Un Starshield européen : facile ?

 Basé à Tromso en Norvège, Kongsberg fournira les plateformes. Le groupe a racheté en 2022 le très connu constructeur de petits satellites lituanien NanoAvionics. La compagnie allemande Hensoldt fournira les capteurs radar/SAR, optiques, infrarouge, et de guerre électronique. Helsing apportera ses capacités logicielles avec IA pour fusionner et analyser les données. La descente des données se fera via le réseau d’antennes de Kongsberg Satellite Services (KSAT). Pour la mise en orbite, le duo favorise d’office des lancements souverains depuis Andoya en Norvège avec la compagnie Isar Aerospace.

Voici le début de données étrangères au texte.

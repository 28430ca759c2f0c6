//! Client configuration loaded from environment variables.
//!
//! # Environment Variables
//!
//! ## Required
//! - `SHOPFRONT_API_URL` - Base URL of the storefront REST API
//!
//! ## Optional
//! - `SHOPFRONT_API_TIMEOUT_SECS` - Per-request timeout (default: 30)
//! - `SHOPFRONT_CART_PREFIX` - Path prefix of the cart endpoints (default: /cart)
//! - `SHOPFRONT_CATALOG_CACHE_TTL_SECS` - Product snapshot cache TTL (default: 300)
//! - `SHOPFRONT_AUTH_FALLBACK` - Allow offline demo logins when the API is down (default: false)
//! - `SHOPFRONT_API_TOKEN` - Bearer token of an existing session

use std::time::Duration;

use secrecy::SecretString;
use thiserror::Error;
use url::Url;

const DEFAULT_TIMEOUT_SECS: &str = "30";
const DEFAULT_CART_PREFIX: &str = "/cart";
const DEFAULT_CACHE_TTL_SECS: &str = "300";

/// Configuration errors that can occur during loading.
#[derive(Debug, Error)]
pub enum ConfigError {
    #[error("Missing environment variable: {0}")]
    MissingEnvVar(String),
    #[error("Invalid environment variable {0}: {1}")]
    InvalidEnvVar(String, String),
}

/// Cart client configuration.
///
/// Implements `Debug` manually to redact the session token.
#[derive(Clone)]
pub struct ClientConfig {
    /// Base URL every API path is resolved against
    pub api_url: Url,
    /// Timeout applied to each HTTP request
    pub timeout: Duration,
    /// Path prefix of the cart endpoints (e.g. `/cart` or `/api/cart`)
    pub cart_prefix: String,
    /// How long product snapshots stay cached
    pub catalog_cache_ttl: Duration,
    /// Whether logins may fall back to local demo accounts
    pub auth_fallback: bool,
    /// Bearer token of an already established session
    pub api_token: Option<SecretString>,
}

impl std::fmt::Debug for ClientConfig {
    fn fmt(&self, f: &mut std::fmt::Formatter<'_>) -> std::fmt::Result {
        f.debug_struct("ClientConfig")
            .field("api_url", &self.api_url.as_str())
            .field("timeout", &self.timeout)
            .field("cart_prefix", &self.cart_prefix)
            .field("catalog_cache_ttl", &self.catalog_cache_ttl)
            .field("auth_fallback", &self.auth_fallback)
            .field("api_token", &self.api_token.as_ref().map(|_| "[REDACTED]"))
            .finish()
    }
}

impl ClientConfig {
    /// Configuration with defaults for everything but the API URL.
    #[must_use]
    pub fn new(api_url: Url) -> Self {
        Self {
            api_url,
            timeout: Duration::from_secs(30),
            cart_prefix: DEFAULT_CART_PREFIX.to_string(),
            catalog_cache_ttl: Duration::from_secs(300),
            auth_fallback: false,
            api_token: None,
        }
    }

    /// Load configuration from environment variables.
    ///
    /// Calls `dotenvy::dotenv()` to load from `.env` file if present.
    ///
    /// # Errors
    ///
    /// Returns `ConfigError` if required variables are missing or invalid.
    pub fn from_env() -> Result<Self, ConfigError> {
        // Load .env file if present (ignore errors if not found)
        let _ = dotenvy::dotenv();

        Self::from_lookup(|key| std::env::var(key).ok())
    }

    /// Load configuration through an arbitrary variable lookup.
    ///
    /// # Errors
    ///
    /// Returns `ConfigError` if required variables are missing or invalid.
    pub fn from_lookup(lookup: impl Fn(&str) -> Option<String>) -> Result<Self, ConfigError> {
        let env = Env(&lookup);

        let api_url = env.required("SHOPFRONT_API_URL")?;
        let api_url = Url::parse(&api_url).map_err(|e| {
            ConfigError::InvalidEnvVar("SHOPFRONT_API_URL".to_string(), e.to_string())
        })?;
        if api_url.cannot_be_a_base() {
            return Err(ConfigError::InvalidEnvVar(
                "SHOPFRONT_API_URL".to_string(),
                "must be an absolute http(s) URL".to_string(),
            ));
        }

        let timeout = env.seconds("SHOPFRONT_API_TIMEOUT_SECS", DEFAULT_TIMEOUT_SECS)?;
        let catalog_cache_ttl =
            env.seconds("SHOPFRONT_CATALOG_CACHE_TTL_SECS", DEFAULT_CACHE_TTL_SECS)?;
        let cart_prefix = normalize_prefix(
            &env.or_default("SHOPFRONT_CART_PREFIX", DEFAULT_CART_PREFIX),
        )
        .ok_or_else(|| {
            ConfigError::InvalidEnvVar(
                "SHOPFRONT_CART_PREFIX".to_string(),
                "must start with '/'".to_string(),
            )
        })?;
        let auth_fallback = env
            .or_default("SHOPFRONT_AUTH_FALLBACK", "false")
            .parse::<bool>()
            .map_err(|e| {
                ConfigError::InvalidEnvVar("SHOPFRONT_AUTH_FALLBACK".to_string(), e.to_string())
            })?;
        let api_token = env
            .optional("SHOPFRONT_API_TOKEN")
            .filter(|t| !t.trim().is_empty())
            .map(SecretString::from);

        Ok(Self {
            api_url,
            timeout,
            cart_prefix,
            catalog_cache_ttl,
            auth_fallback,
            api_token,
        })
    }
}

// =============================================================================
// Helper Functions
// =============================================================================

struct Env<'a, F: Fn(&str) -> Option<String>>(&'a F);

impl<F: Fn(&str) -> Option<String>> Env<'_, F> {
    /// Get a required variable.
    fn required(&self, key: &str) -> Result<String, ConfigError> {
        (self.0)(key).ok_or_else(|| ConfigError::MissingEnvVar(key.to_string()))
    }

    /// Get an optional variable.
    fn optional(&self, key: &str) -> Option<String> {
        (self.0)(key)
    }

    /// Get a variable with a default value.
    fn or_default(&self, key: &str, default: &str) -> String {
        (self.0)(key).unwrap_or_else(|| default.to_string())
    }

    /// Get a whole number of seconds.
    fn seconds(&self, key: &str, default: &str) -> Result<Duration, ConfigError> {
        self.or_default(key, default)
            .parse::<u64>()
            .map(Duration::from_secs)
            .map_err(|e| ConfigError::InvalidEnvVar(key.to_string(), e.to_string()))
    }
}

/// Strip trailing slashes; reject prefixes that are not absolute paths.
fn normalize_prefix(prefix: &str) -> Option<String> {
    let prefix = prefix.trim();
    if !prefix.starts_with('/') {
        return None;
    }
    let trimmed = prefix.trim_end_matches('/');
    Some(if trimmed.is_empty() {
        String::new()
    } else {
        trimmed.to_string()
    })
}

Les porteurs du projet se targuent de leur expérience opérationnelle dans le cadre de la guerre en Ukraine. Le projet propose ni plus ni moins que le kit complet pour répondre aux besoins militaires de veille en orbite basse. On retrouve ce service avec Starshield de SpaceX, version militarisée de Starlink qui allie communication sécurisée et imagerie terrestre. Le National Reconnaissance Office (NRO), pilote des infrastructures spatiales du renseignement américain, en compte plusieurs centaines. En proposant une chaîne de production en Allemagne et des lancements en Norvège, le duo Kongsberg-Helsing propose ainsi une version souveraine, qui promet d’être low-cost en vertu de la petite taille des satellites. Elle ne pourra toutefois pas se substituer aux satellites d’observation de la Terre à haute résolution tels que Pleiades Neo ou les satellites CSO de l’Armée française de l’Air et de l’Espace.

Un jeu de trouble-fête ?

Les deux industriels de défense et de spatial proposent leur solution commune seulement 13 jours après le vote du prochain budget de l’agence spatiale européenne, qui comporte un premier investissement de près de 1.5 milliard d’euros dans un projet de constellation satellite européenne d’observation de la Terre pour les gouvernements et les forces armées du Vieux continent (EOGS, avec comme premier jalon le programme ERS – European Resilience from Space). Ce budget inclut le financement de prototypes de segments optiques (satellite d’observation de la Terre), de communication sécurisée, et de navigation avec l’augmentation du réseau européen Galileo. ERS est – presque – financièrement sécurisé (quelques fonds supplémentaires devant être votés début 2026). Le reste d’EOGS sera financé via le prochain budget pluriannuel de l’Union Européenne (MFF 2028). ERS permettra d’en déterminer l’architecture. Mais Helsing et Kongsberg n’ont pas attendu pour proposer la leur.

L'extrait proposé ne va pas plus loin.